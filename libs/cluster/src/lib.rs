//! Cluster Infrastructure
//!
//! Clustering and resource-management substrate for a federated query
//! engine. Three subsystems live here:
//!
//! - [`registry`]: replicated host → process → service tree with liveness
//!   state and change notification, plus the [`monitor`] tasks that keep it
//!   current
//! - [`pool`]: bounded, identity-keyed pool of expensive source connections
//! - [`selection`] and [`proxy`]: pick a live instance of a multiply-deployed
//!   service, retry and fail over transparently, and mark bad instances
//!
//! Data flows one way: monitors mutate the registry, the registry notifies
//! listeners, the [`proxy::ProxyManager`] refreshes its selection policies,
//! and proxies report failed instances back to the registry. The pool is
//! independent of cluster topology.

pub mod error;

pub mod monitor;
pub mod pool;
pub mod proxy;
pub mod registry;
pub mod selection;

// Re-export commonly used types
pub use error::{ClusterError, CommunicationError, Result};
pub use monitor::HealthMonitor;
pub use pool::{ConnectionPool, ConnectorIdentity, PoolStatus, PooledConnection, SecurityContext};
pub use proxy::{ClusterService, InvocationMode, ProxyManager, ServiceRequest, ServiceResponse};
pub use registry::{
    ClusterRegistry, HostBinding, MemoryTreeCache, ProcessBinding, ServiceId, ServiceRegistryBinding,
    ServiceState, TreeCache,
};
pub use selection::{PolicyKind, SelectionPolicy, ServiceSelectionPolicyKey};

pub use cluster_config::{ClusterConfig, PoolSettings};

→ YOUR OBJECTIVE: Compute the number of lines above that contain the string "ProxyManager". Reply with that value only.

→ SOLUTION FOR THIS PROBLEM: 2